Just a note about Varme/høye temperaturer.

I once learned the rule: Temperaturen kan være HØY, men været kan være VARMT. Therefore one should use høye temperaturer only. Varme temperaturer is not proper Norwegian. The increasing use of this may occur from the weather presentations at TV2 who regurarly say varm temperatur. The meteorologists presenting at NRK stick to høye temperaturer. If you have the opportunity, check it out. The former is fresh and new while the latter is older and traditional.


----------



## vestfoldlilja

_Mitt *forsøk* (no e at the end) er: "sette varmerekorder høye temperaturer."_

Vi har hatt varmerekord de siste ukene or vi har hatt flere varmerekorder de siste ukene. It's not necessary to add høye temperaturer, that is already implied in varmerekorder and there is no point saying the same twice so close together.


----------



## Obil Tu

basslop said:


> Just a note about Varme/høye temperaturer.
> 
> I once learned the rule: Temperaturen kan være HØY, men været kan være VARMT. Therefore one should use høye temperaturer only. Varme temperaturer is not proper Norwegian. The increasing use of this may occur from the weather presentations at TV2 who regurarly say varm temperatur. The meteorologists presenting at NRK stick to høye temperaturer. If you have the opportunity, check it out. The former is fresh and new while the latter is older and traditional.


 
I agree! And I would say that the former is rather new and _wrong_ than new and fresh... It's like "priser" not being "dyre" but "høye" (and then the thing itself is expensive). And as usual we can blame TV2, right?

*Grefsen*: What about something like "I løpet av de siste dagene har det blitt satt varmerekorder i Sør-California, til og med på stranden."?

("During the past days (high) temperature records have been set in Southern California, even on the beach.")


----------



## Grefsen

Obil Tu said:


> I agree! And I would say that the former is rather new and _wrong_ than new and fresh... It's like "priser" not being "dyre" but "høye" (and then the thing itself is expensive). And as usual we can blame TV2, right?


 



Obil Tu said:


> Grefsen[/B]: What about something like "I løpet av de siste dagene har det blitt satt varmerekorder i Sør-California, til og med på stranden."?
> ("During the past days (high) temperature records have been set in Southern California, even on the beach.")



*Good jobb!* 

This is a really good suggestion.  *Tusen takk!*


----------



## Grefsen

basslop said:


> Just a note about Varme/høye temperaturer.
> 
> I once learned the rule: Temperaturen kan være HØY, men været kan være VARMT. Therefore one should use høye temperaturer only.
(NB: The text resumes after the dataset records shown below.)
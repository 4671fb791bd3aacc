//! Blob Access Tracker
//!
//! Time-based eviction for a content-addressable blob store. Reads, commits
//! and moves observed through [`TrackingDriver`] update an [`AccessTracker`],
//! which keeps per-digest access metadata in memory and mirrors it to disk.
//! A [`CleanupScheduler`] periodically asks the tracker for blobs whose last
//! access is older than the TTL and removes them through an injected
//! [`BlobDeleter`].
//!
//! Eviction is TTL-only. There is no capacity bound.

pub mod cleanup;
pub mod clock;
pub mod digest;
pub mod driver;
pub mod error;
pub mod hooks;
mod mirror;
pub mod storage;
pub mod tracker;
pub mod types;

pub use cleanup::{BlobDeleter, CleanupScheduler, DeleteOutcome};
pub use clock::{Clock, ManualClock, SystemClock};
pub use digest::{blob_data_path, blob_dir_path, extract_digest, Digest};
pub use driver::{TrackingDriver, TrackingWriter};
pub use error::{DeleteError, StorageError, StorageResult, TrackerError};
pub use hooks::{NoopObserver, TrackingObserver};
pub use storage::{BlobReader, FileInfo, FileWriter, FilesystemDriver, InMemoryDriver, StorageDriver};
pub use tracker::AccessTracker;
pub use types::{BlobMeta, CleanupReport, TrackerStats};
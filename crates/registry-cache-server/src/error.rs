//! Error types for the registry cache server

use axum::http::StatusCode;
use axum::response::{IntoResponse, Response};
use blob_access_tracker::digest::DigestParseError;
use blob_access_tracker::{DeleteError, StorageError, TrackerError};
use serde_json::json;
use thiserror::Error;

#[derive(Debug, Error)]
pub enum ServerError {
    #[error("Invalid digest: {0}")]
    InvalidDigest(#[from] DigestParseError),

    #[error("Digest mismatch: expected {expected}, computed {actual}")]
    DigestMismatch { expected: String, actual: String },

    #[error("Blob not found: {0}")]
    BlobNotFound(String),

    #[error("Storage error: {0}")]
    Storage(#[from] StorageError),

    #[error("Delete error: {0}")]
    Delete(#[from] DeleteError),

    #[error("Tracker error: {0}")]
    Tracker(#[from] TrackerError),

    #[error("IO error: {0}")]
    Io(#[from] std::io::Error),

    #[error("Configuration error: {0}")]
    Config(String),
}

impl From<tracing_subscriber::filter::ParseError> for ServerError {
    fn from(err: tracing_subscriber::filter::ParseError) -> Self {
        ServerError::Config(err.to_string())
    }
}

impl IntoResponse for ServerError {
    fn into_response(self) -> Response {
        let (status, message) = match &self {
            ServerError::InvalidDigest(_) | ServerError::DigestMismatch { .. } => {
                (StatusCode::BAD_REQUEST, self.to_string())
            }
            ServerError::BlobNotFound(_) => (StatusCode::NOT_FOUND, self.to_string()),
            ServerError::Storage(e) if e.is_not_found() => {
                (StatusCode::NOT_FOUND, "Blob not found".to_string())
            }
            _ => {
                tracing::error!(error = %self, "Internal server error");
                (
                    StatusCode::INTERNAL_SERVER_ERROR,
                    "Internal server error".to_string(),
                )
            }
        };

        (status, axum::Json(json!({ "error": message }))).into_response()
    }
}

pub type Result<T> = std::result::Result<T, ServerError>;
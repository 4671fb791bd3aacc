//! On-disk mirror of tracked metadata
//!
//! One JSON file per digest, sharded by the first two and next two characters
//! of the key: `<root>/sh/a2/sha256:<hex>.json`.

use crate::digest::Digest;
use crate::error::{Result, TrackerError};
use crate::types::BlobMeta;
use std::io::ErrorKind;
use std::path::{Path, PathBuf};
use tokio::fs;
use tracing::{debug, warn};

const META_EXTENSION: &str = "json";
const TMP_EXTENSION: &str = "json.tmp";

pub(crate) struct MetadataMirror {
    root: PathBuf,
}

impl MetadataMirror {
    /// Ensure the mirror root exists. Failure here is fatal for the tracker.
    pub async fn init(root: PathBuf) -> Result<Self> {
        fs::create_dir_all(&root)
            .await
            .map_err(|source| TrackerError::MetadataDir {
                path: root.clone(),
                source,
            })?;
        Ok(Self { root })
    }

    pub fn root(&self) -> &Path {
        &self.root
    }

    pub fn path_for(&self, digest: &Digest) -> PathBuf {
        let key = digest.as_str();
        let file = format!("{}.{}", key, META_EXTENSION);
        if key.len() > 10 {
            self.root.join(&key[..2]).join(&key[2..4]).join(file)
        } else {
            self.root.join(file)
        }
    }

    /// Write a record atomically (temp file + rename).
    pub async fn save(&self, meta: &BlobMeta) -> Result<()> {
        let path = self.path_for(&meta.digest);
        let data = serde_json::to_vec_pretty(meta).map_err(|source| TrackerError::Encode {
            digest: meta.digest.clone(),
            source,
        })?;

        if let Some(dir) = path.parent() {
            fs::create_dir_all(dir).await.map_err(|source| TrackerError::Mirror {
                path: dir.to_path_buf(),
                source,
            })?;
        }

        let tmp = path.with_extension(TMP_EXTENSION);
        fs::write(&tmp, &data)
            .await
            .map_err(|source| TrackerError::Mirror {
                path: tmp.clone(),
                source,
            })?;
        fs::rename(&tmp, &path)
            .await
            .map_err(|source| TrackerError::Mirror {
                path: path.clone(),
                source,
            })?;

        debug!(digest = %meta.digest, path = ?path, "Persisted blob metadata");
        Ok(())
    }

    /// Delete a record. A record that is already gone is not an error.
    pub async fn delete(&self, digest: &Digest) -> Result<()> {
        let path = self.path_for(digest);
        match fs::remove_file(&path).await {
            Ok(()) => Ok(()),
            Err(e) if e.kind() == ErrorKind::NotFound => Ok(()),
            Err(source) => Err(TrackerError::Mirror { path, source }),
        }
    }

    /// Read every record under the root. Bad entries are skipped with a warning.
    pub async fn load_all(&self) -> Vec<BlobMeta> {
        let mut records = Vec::new();
        let mut pending = vec![self.root.clone()];

        while let Some(dir) = pending.pop() {
            let mut entries = match fs::read_dir(&dir).await {
                Ok(entries) => entries,
                Err(e) => {
                    warn!(dir = ?dir, error = %e, "Failed to read metadata directory");
                    continue;
                }
            };

            loop {
                let entry = match entries.next_entry().await {
                    Ok(Some(entry)) => entry,
                    Ok(None) => break,
                    Err(e) => {
                        warn!(dir = ?dir, error = %e, "Failed to list metadata directory");
                        break;
                    }
                };

                let path = entry.path();
                match entry.file_type().await {
                    Ok(ft) if ft.is_dir() => pending.push(path),
                    Ok(ft) if ft.is_file() => {
                        if path.extension().and_then(|e| e.to_str()) != Some(META_EXTENSION) {
                            continue;
                        }
                        if let Some(meta) = read_record(&path).await {
                            records.push(meta);
                        }
                    }
                    Ok(_) => {}
                    Err(e) => warn!(path = ?path, error = %e, "Failed to stat metadata entry"),
                }
            }
        }

        records
    }
}

async fn read_record(path: &Path) -> Option<BlobMeta> {
    let data = match fs::read(path).await {
        Ok(data) => data,
        Err(e) => {
            warn!(path = ?path, error = %e, "Failed to read metadata file");
            return None;
        }
    };

    match serde_json::from_slice::<BlobMeta>(&data) {
        Ok(meta) => Some(meta),
        Err(e) => {
            warn!(path = ?path, error = %e, "Failed to parse metadata file");
            None
        }
    }
}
Varme temperaturer is not proper Norwegian. The increasing use of this may occur from the weather presentations at TV2 who regurarly say varm temperatur. The meteorologists presenting at NRK stick to høye temperaturer. If you have the opportunity, check it out. The former is fresh and new while the latter is older and traditional.


*Velkommen til nordisk forum basslop og **tusen takk for opplysning om **varme/høye temperaturer.  

*When I spent a lot of time in Norway back in the mid to late 90's I watched the *TV2 *weather a lot with friends, but the focus then was more on what *Elin Tvedt* and her "weather babe" colleagues were wearing and not so much on what they were actually saying.  

During my last couple of trips to Norway I haven't watched either the *NRK *or *TV2* news much at all.  However, I'm sure if I search enough I should be able to find some Norwegian weather forecasts available on the web.


----------



## Obil Tu

Grefsen said:


> During my last couple of trips to Norway I haven't watched either the *NRK *or *TV2* news much at all.  However, I'm sure if I search enough I should be able to find some Norwegian weather forecasts available on the web.



http://www.youtube.com/watch?v=vrT00R3_lqE


----------



## Pteppic

Also, there's 

http://www1.nrk.no/nett-tv/nyheter

where you should find a link to the weather forecast. It's a bit short, but on the other hand, there's no risk of being distracted by Elin Tvedt


----------